## Problem:
Go to the line holding "the same twin." in the entries below and write out exactly every line down to and including the line holding "let hash = self.challenge_hash()?;".

** Input follows **

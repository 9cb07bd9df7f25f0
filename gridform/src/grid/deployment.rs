//! Signed bundle of workloads submitted to one node under one contract.

use std::collections::{BTreeSet, HashSet};

use serde::{Deserialize, Serialize};
use sha2::{Digest, Sha256};

use super::workload::{Workload, WorkloadData};
use crate::clients::Identity;
use crate::error::{ProvisionError, Result};
use crate::validation::{validate_name, ValidationError};

#[derive(Debug, Clone, PartialEq, Eq, Serialize, Deserialize)]
pub struct SignatureRequest {
    pub twin_id: u32,
    pub required: bool,
    pub weight: u32,
}

#[derive(Debug, Clone, PartialEq, Eq, Serialize, Deserialize)]
pub struct Signature {
    pub twin_id: u32,
    /// Hex-encoded signature over the challenge hash.
    pub signature: String,
}

#[derive(Debug, Clone, PartialEq, Eq, Default, Serialize, Deserialize)]
pub struct SignatureRequirement {
    pub requests: Vec<SignatureRequest>,
    pub weight_required: u32,
    #[serde(default)]
    pub signatures: Vec<Signature>,
}

impl SignatureRequirement {
    /// A single signer carrying the whole required weight.
    pub fn single(twin_id: u32) -> Self {
        Self {
            requests: vec![SignatureRequest {
                twin_id,
                required: false,
                weight: 1,
            }],
            weight_required: 1,
            signatures: Vec::new(),
        }
    }
}

#[derive(Debug, Clone, PartialEq, Eq, Serialize, Deserialize)]
pub struct Deployment {
    pub version: u32,
    pub twin_id: u32,
    /// Assigned by the ledger; zero until a contract exists.
    #[serde(default)]
    pub contract_id: u64,
    #[serde(default)]
    pub description: String,
    pub signature_requirement: SignatureRequirement,
    pub workloads: Vec<Workload>,
}

/// Fields covered by the signature. Results, contract id and signatures are not.
#[derive(Serialize)]
struct Challenge<'a> {
    version: u32,
    twin_id: u32,
    description: &'a str,
    weight_required: u32,
    requests: Vec<(u32, bool, u32)>,
    workloads: Vec<WorkloadChallenge<'a>>,
}

#[derive(Serialize)]
struct WorkloadChallenge<'a> {
    version: u32,
    name: &'a str,
    description: &'a str,
    data: &'a WorkloadData,
}

impl Deployment {
    /// Deployment owned and signed by a single twin.
    pub fn new(twin_id: u32, version: u32, workloads: Vec<Workload>) -> Self {
        Self {
            version,
            twin_id,
            contract_id: 0,
            description: String::new(),
            signature_requirement: SignatureRequirement::single(twin_id),
            workloads,
        }
    }

    /// Structural validation. Must pass before signing.
    pub fn valid(&self) -> std::result::Result<(), ValidationError> {
        let invalid = |reason: String| Err(ValidationError::InvalidDeployment(reason));

        if self.twin_id == 0 {
            return invalid("owner twin id is zero".to_string());
        }
        if self.workloads.is_empty() {
            return invalid("no workloads".to_string());
        }

        let requirement = &self.signature_requirement;
        if requirement.requests.is_empty() {
            return invalid("no signature requests".to_string());
        }
        if requirement.weight_required == 0 {
            return invalid("required signature weight is zero".to_string());
        }
        let total: u32 = requirement.requests.iter().map(|r| r.weight).sum();
        if total < requirement.weight_required {
            return invalid(format!(
                "signature requests carry weight {} but {} is required",
                total, requirement.weight_required
            ));
        }

        let mut names = HashSet::new();
        for wl in &self.workloads {
            validate_name(&wl.name)?;
            if !names.insert(wl.name.as_str()) {
                return Err(ValidationError::DuplicateName {
                    kind: "workload",
                    name: wl.name.clone(),
                });
            }
        }

        let mounts: BTreeSet<&str> = self
            .workloads
            .iter()
            .filter(|w| matches!(w.data, WorkloadData::ZMount(_)))
            .map(|w| w.name.as_str())
            .collect();

        for wl in &self.workloads {
            let bad = |reason: &str| {
                Err(ValidationError::InvalidResource {
                    name: wl.name.clone(),
                    reason: reason.to_string(),
                })
            };
            match &wl.data {
                WorkloadData::ZMount(m) if m.size == 0 => return bad("disk size is zero"),
                WorkloadData::Zdb(z) if z.size == 0 => return bad("storage size is zero"),
                WorkloadData::Zdb(z) if z.password.is_empty() => return bad("password is empty"),
                WorkloadData::ZMachine(m) => {
                    if m.flist.is_empty() {
                        return bad("flist is empty");
                    }
                    if m.compute_capacity.cpu == 0 || m.compute_capacity.memory == 0 {
                        return bad("machine needs cpu and memory");
                    }
                    if let Some(mount) = m.mounts.iter().find(|mt| !mounts.contains(mt.name.as_str())) {
                        return Err(ValidationError::UnknownDisk {
                            machine: wl.name.clone(),
                            disk: mount.name.clone(),
                        });
                    }
                }
                WorkloadData::Network(n) => {
                    if n.wg_listen_port == 0 {
                        return bad("listen port is zero");
                    }
                    if !n.ip_range.contains(&n.subnet) {
                        return bad("node subnet is outside the network range");
                    }
                    if n.peers.iter().any(|p| p.subnet == n.subnet) {
                        return bad("peer list contains the node itself");
                    }
                }
                _ => {}
            }
        }

        Ok(())
    }

    /// Canonical bytes covered by the signature.
    pub fn challenge(&self) -> Result<Vec<u8>> {
        let challenge = Challenge {
            version: self.version,
            twin_id: self.twin_id,
            description: &self.description,
            weight_required: self.signature_requirement.weight_required,
            requests: self
                .signature_requirement
                .requests
                .iter()
                .map(|r| (r.twin_id, r.required, r.weight))
                .collect(),
            workloads: self
                .workloads
                .iter()
                .map(|w| WorkloadChallenge {
                    version: w.version,
                    name: &w.name,
                    description: &w.description,
                    data: &w.data,
                })
                .collect(),
        };
        Ok(serde_json::to_vec(&challenge)?)
    }

    pub fn challenge_hash(&self) -> Result<Vec<u8>> {
        Ok(Sha256::digest(self.challenge()?).to_vec())
    }

    /// Hex digest handed to the ledger.
    pub fn challenge_hash_hex(&self) -> Result<String> {
        Ok(hex::encode(self.challenge_hash()?))
    }

    /// Validate, then sign as the given identity. Replaces an older signature of the same twin.
    pub fn sign(&mut self, identity: &dyn Identity) -> Result<()> {
        self.valid()?;
        let twin_id = identity.twin_id();
        if !self
            .signature_requirement
            .requests
            .iter()
            .any(|r| r.twin_id == twin_id)
        {
            return Err(ValidationError::InvalidDeployment(format!(
                "twin {} is not a requested signer",
                twin_id
            ))
            .into());
        }

        let hash = self.challenge_hash()?;
        let signature = identity.sign(&hash).map_err(|e| ProvisionError::Signing {
            twin_id,
            message: e.to_string(),
        })?;

        let signatures = &mut self.signature_requirement.signatures;
        signatures.retain(|s| s.twin_id != twin_id);
        signatures.push(Signature {
            twin_id,
            signature: hex::encode(signature),
        });
        Ok(())
    }

    pub fn is_signed_by(&self, twin_id: u32) -> bool {
        self.signature_requirement
            .signatures
            .iter()
            .any(|s| s.twin_id == twin_id)
    }
}
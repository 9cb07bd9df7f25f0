//! Workload payloads.

use std::collections::BTreeMap;
use std::fmt;
use std::net::Ipv4Addr;

use ipnet::Ipv4Net;
use serde::{Deserialize, Serialize};

pub const MEGABYTE: u64 = 1024 * 1024;
pub const GIGABYTE: u64 = 1024 * MEGABYTE;

/// Kind tag of a workload.
#[derive(Debug, Clone, Copy, PartialEq, Eq, Hash, PartialOrd, Ord, Serialize, Deserialize)]
#[serde(rename_all = "snake_case")]
pub enum WorkloadKind {
    ZMount,
    Zdb,
    ZMachine,
    Network,
}

impl fmt::Display for WorkloadKind {
    fn fmt(&self, f: &mut fmt::Formatter<'_>) -> fmt::Result {
        let s = match self {
            WorkloadKind::ZMount => "zmount",
            WorkloadKind::Zdb => "zdb",
            WorkloadKind::ZMachine => "zmachine",
            WorkloadKind::Network => "network",
        };
        write!(f, "{}", s)
    }
}

/// Block-backed disk.
#[derive(Debug, Clone, PartialEq, Eq, Serialize, Deserialize)]
pub struct ZMount {
    /// Size in bytes.
    pub size: u64,
}

#[derive(Debug, Clone, Copy, PartialEq, Eq, Default, Serialize, Deserialize)]
#[serde(rename_all = "snake_case")]
pub enum ZdbMode {
    #[default]
    User,
    Seq,
}

impl fmt::Display for ZdbMode {
    fn fmt(&self, f: &mut fmt::Formatter<'_>) -> fmt::Result {
        match self {
            ZdbMode::User => write!(f, "user"),
            ZdbMode::Seq => write!(f, "seq"),
        }
    }
}

/// Key-value storage namespace.
#[derive(Debug, Clone, PartialEq, Eq, Serialize, Deserialize)]
pub struct Zdb {
    /// Size in bytes.
    pub size: u64,
    pub mode: ZdbMode,
    /// Hex-encoded ciphertext, never the plain password.
    pub password: String,
    pub public: bool,
}

#[derive(Debug, Clone, PartialEq, Eq, Serialize, Deserialize)]
pub struct MachineInterface {
    /// Name of the network workload the interface joins.
    pub network: String,
    pub ip: Ipv4Addr,
}

#[derive(Debug, Clone, PartialEq, Eq, Serialize, Deserialize)]
pub struct MachineNetwork {
    pub planetary: bool,
    pub interfaces: Vec<MachineInterface>,
}

#[derive(Debug, Clone, PartialEq, Eq, Serialize, Deserialize)]
pub struct ComputeCapacity {
    pub cpu: u8,
    /// Memory in bytes.
    pub memory: u64,
}

#[derive(Debug, Clone, PartialEq, Eq, Serialize, Deserialize)]
pub struct MachineMount {
    /// Name of the zmount workload.
    pub name: String,
    pub mountpoint: String,
}

/// Virtual machine.
#[derive(Debug, Clone, PartialEq, Eq, Serialize, Deserialize)]
pub struct ZMachine {
    pub flist: String,
    pub network: MachineNetwork,
    pub compute_capacity: ComputeCapacity,
    pub entrypoint: String,
    /// Mounts in declaration order.
    pub mounts: Vec<MachineMount>,
    pub env: BTreeMap<String, String>,
}

/// One mesh peer as seen from the node owning the network workload.
#[derive(Debug, Clone, PartialEq, Eq, Serialize, Deserialize)]
pub struct Peer {
    pub subnet: Ipv4Net,
    pub wg_public_key: String,
    /// `None` for a peer that dials in (the external access point).
    pub endpoint: Option<String>,
    pub allowed_ips: Vec<Ipv4Net>,
}

/// Private mesh network on one node.
#[derive(Debug, Clone, PartialEq, Eq, Serialize, Deserialize)]
pub struct NetworkData {
    pub ip_range: Ipv4Net,
    pub subnet: Ipv4Net,
    pub wg_private_key: String,
    pub wg_listen_port: u16,
    pub peers: Vec<Peer>,
}

/// Kind-specific payload of a workload.
#[derive(Debug, Clone, PartialEq, Eq, Serialize, Deserialize)]
#[serde(tag = "type", content = "data", rename_all = "snake_case")]
pub enum WorkloadData {
    ZMount(ZMount),
    Zdb(Zdb),
    ZMachine(ZMachine),
    Network(NetworkData),
}

impl WorkloadData {
    pub fn kind(&self) -> WorkloadKind {
        match self {
            WorkloadData::ZMount(_) => WorkloadKind::ZMount,
            WorkloadData::Zdb(_) => WorkloadKind::Zdb,
            WorkloadData::ZMachine(_) => WorkloadKind::ZMachine,
            WorkloadData::Network(_) => WorkloadKind::Network,
        }
    }
}

/// Terminal (or pending) state the agent reports for a workload.
#[derive(Debug, Clone, Copy, PartialEq, Eq, Default, Serialize, Deserialize)]
#[serde(rename_all = "snake_case")]
pub enum ResultState {
    /// Not processed yet.
    #[default]
    #[serde(rename = "")]
    Init,
    Ok,
    Error,
    Deleted,
}

impl ResultState {
    pub fn is_pending(self) -> bool {
        self == ResultState::Init
    }
}

impl fmt::Display for ResultState {
    fn fmt(&self, f: &mut fmt::Formatter<'_>) -> fmt::Result {
        match self {
            ResultState::Init => write!(f, "init"),
            ResultState::Ok => write!(f, "ok"),
            ResultState::Error => write!(f, "error"),
            ResultState::Deleted => write!(f, "deleted"),
        }
    }
}

#[derive(Debug, Clone, PartialEq, Eq, Default, Serialize, Deserialize)]
pub struct WorkloadResult {
    pub state: ResultState,
    #[serde(default)]
    pub error: String,
}

/// Versioned unit of a deployment.
#[derive(Debug, Clone, PartialEq, Eq, Serialize, Deserialize)]
pub struct Workload {
    pub version: u32,
    pub name: String,
    pub description: String,
    pub data: WorkloadData,
    /// Filled in by the agent; empty on submission.
    #[serde(default)]
    pub result: WorkloadResult,
}

impl Workload {
    pub fn new(name: impl Into<String>, version: u32, description: impl Into<String>, data: WorkloadData) -> Self {
        Self {
            version,
            name: name.into(),
            description: description.into(),
            data,
            result: WorkloadResult::default(),
        }
    }

    pub fn kind(&self) -> WorkloadKind {
        self.data.kind()
    }
}
//! Provisioning error types.

use std::time::Duration;

use thiserror::Error;

use crate::clients::ClientError;
use crate::validation::ValidationError;

/// Errors that abort a reconciliation.
#[derive(Debug, Error)]
pub enum ProvisionError {
    /// Malformed or cross-reference-invalid input. Raised before any remote call.
    #[error("validation failed: {0}")]
    Validation(#[from] ValidationError),

    /// No free address or subnet left.
    #[error("address space exhausted in {range}")]
    AddressSpaceExhausted { range: String },

    /// Port sampling hit its retry cap.
    #[error("no free listen port found on node {node_id} after {attempts} attempts")]
    PortSpaceExhausted { node_id: u32, attempts: u32 },

    /// A ledger or node agent call failed.
    #[error("{operation} failed for node {node_id}{}: {message}", contract_suffix(.contract_id))]
    Remote {
        operation: &'static str,
        node_id: u32,
        contract_id: Option<u64>,
        message: String,
    },

    /// The node agent reported a non-success terminal state for a workload.
    #[error("workload {index} ({name}) failed within deployment {contract_id} on node {node_id}: {error}")]
    WorkloadFailed {
        index: usize,
        name: String,
        node_id: u32,
        contract_id: u64,
        error: String,
    },

    /// Completion polling ran out of budget without a definitive failure.
    #[error("waiting for deployment {contract_id} on node {node_id} timed out after {waited:?}")]
    Timeout {
        node_id: u32,
        contract_id: u64,
        waited: Duration,
    },

    #[error("signing as twin {twin_id} failed: {message}")]
    Signing { twin_id: u32, message: String },

    #[error("encrypting a secret as twin {twin_id} failed: {message}")]
    Encryption { twin_id: u32, message: String },

    #[error("invalid lifecycle transition for node {node_id}: {from} -> {to}")]
    InvalidTransition {
        node_id: u32,
        from: String,
        to: String,
    },

    #[error("serialization: {0}")]
    Serialization(#[from] serde_json::Error),
}

fn contract_suffix(contract_id: &Option<u64>) -> String {
    contract_id
        .map(|id| format!(" (contract {id})"))
        .unwrap_or_default()
}

impl ProvisionError {
    /// Wrap a collaborator failure with the entity it concerns.
    pub fn remote(
        operation: &'static str,
        node_id: u32,
        contract_id: Option<u64>,
        err: ClientError,
    ) -> Self {
        ProvisionError::Remote {
            operation,
            node_id,
            contract_id,
            message: err.to_string(),
        }
    }

    /// Whether re-polling could still succeed.
    pub fn is_timeout(&self) -> bool {
        matches!(self, ProvisionError::Timeout { .. })
    }
}

/// Result type for provisioning operations.
pub type Result<T> = std::result::Result<T, ProvisionError>;
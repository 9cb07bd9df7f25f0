//! Collaborators the engine drives.
//!
//! The engine never talks to the grid directly. It goes through these traits:
//! - `Ledger`: billing contracts and node identity resolution
//! - `NodeAgent`: deployment submission on the node itself
//! - `NodeDirectory`: reachable address of a node for mesh endpoints
//! - `Identity`: signing and secret-field encryption for the owning twin
//! - `KeyGenerator`: WireGuard key pairs

pub mod memory;

use std::net::IpAddr;
use std::sync::Arc;

use async_trait::async_trait;
use serde::{Deserialize, Serialize};
use thiserror::Error;

use crate::grid::Deployment;

/// Failure reported by a collaborator.
#[derive(Debug, Clone, PartialEq, Eq, Error)]
pub enum ClientError {
    #[error("rejected: {0}")]
    Rejected(String),

    #[error("not found: {0}")]
    NotFound(String),

    #[error("transport: {0}")]
    Transport(String),

    #[error("deadline elapsed after {0:?}")]
    DeadlineElapsed(std::time::Duration),
}

pub type ClientResult<T> = std::result::Result<T, ClientError>;

/// Address of the agent serving a node (the node's twin on the grid).
#[derive(Debug, Clone, Copy, PartialEq, Eq, Hash, PartialOrd, Ord, Serialize, Deserialize)]
pub struct AgentAddress(pub u32);

impl std::fmt::Display for AgentAddress {
    fn fmt(&self, f: &mut std::fmt::Formatter<'_>) -> std::fmt::Result {
        write!(f, "twin-{}", self.0)
    }
}

/// A WireGuard key pair in its textual form.
#[derive(Debug, Clone, PartialEq, Eq, Serialize, Deserialize)]
pub struct WgKeyPair {
    pub private_key: String,
    pub public_key: String,
}

/// Ledger client, bound to the owning identity.
#[async_trait]
pub trait Ledger: Send + Sync {
    /// Create a contract for a deployment hash on a node.
    async fn create_contract(&self, node_id: u32, hash: &str) -> ClientResult<u64>;

    /// Point an existing contract at a new deployment hash.
    async fn update_contract(&self, contract_id: u64, hash: &str) -> ClientResult<u64>;

    async fn cancel_contract(&self, contract_id: u64) -> ClientResult<()>;

    /// Resolve the agent serving a node.
    async fn resolve_node(&self, node_id: u32) -> ClientResult<AgentAddress>;
}

/// Node agent client.
#[async_trait]
pub trait NodeAgent: Send + Sync {
    async fn deploy(&self, agent: AgentAddress, deployment: &Deployment) -> ClientResult<()>;

    async fn update(&self, agent: AgentAddress, deployment: &Deployment) -> ClientResult<()>;

    /// Fetch a deployment including per-workload results.
    async fn get(&self, agent: AgentAddress, contract_id: u64) -> ClientResult<Deployment>;

    async fn delete(&self, agent: AgentAddress, contract_id: u64) -> ClientResult<()>;

    /// Listen ports currently reserved on the node.
    async fn reserved_ports(&self, agent: AgentAddress) -> ClientResult<Vec<u16>>;
}

/// Resolves the publicly reachable address of a node.
#[async_trait]
pub trait NodeDirectory: Send + Sync {
    async fn resolve(&self, node_id: u32) -> ClientResult<IpAddr>;
}

/// Signing identity of the deployment owner.
pub trait Identity: Send + Sync {
    fn twin_id(&self) -> u32;

    fn sign(&self, message: &[u8]) -> ClientResult<Vec<u8>>;

    /// Encrypt a secret field so only the owner and the node can read it.
    fn encrypt(&self, plaintext: &[u8]) -> ClientResult<Vec<u8>>;
}

pub trait KeyGenerator: Send + Sync {
    fn generate(&self) -> ClientResult<WgKeyPair>;
}

/// All collaborators of one reconciliation.
#[derive(Clone)]
pub struct GridClients {
    pub ledger: Arc<dyn Ledger>,
    pub agent: Arc<dyn NodeAgent>,
    pub directory: Arc<dyn NodeDirectory>,
    pub identity: Arc<dyn Identity>,
    pub keys: Arc<dyn KeyGenerator>,
}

** End of Input **

## Response below:
    /// Validate, then sign as the given identity. Replaces an older signature of the same twin.
    pub fn sign(&mut self, identity: &dyn Identity) -> Result<()> {
        self.valid()?;
        let twin_id = identity.twin_id();
        if !self
            .signature_requirement
            .requests
            .iter()
            .any(|r| r.twin_id == twin_id)
        {
            return Err(ValidationError::InvalidDeployment(format!(
                "twin {} is not a requested signer",
                twin_id
            ))
            .into());
        }

        let hash = self.challenge_hash()?;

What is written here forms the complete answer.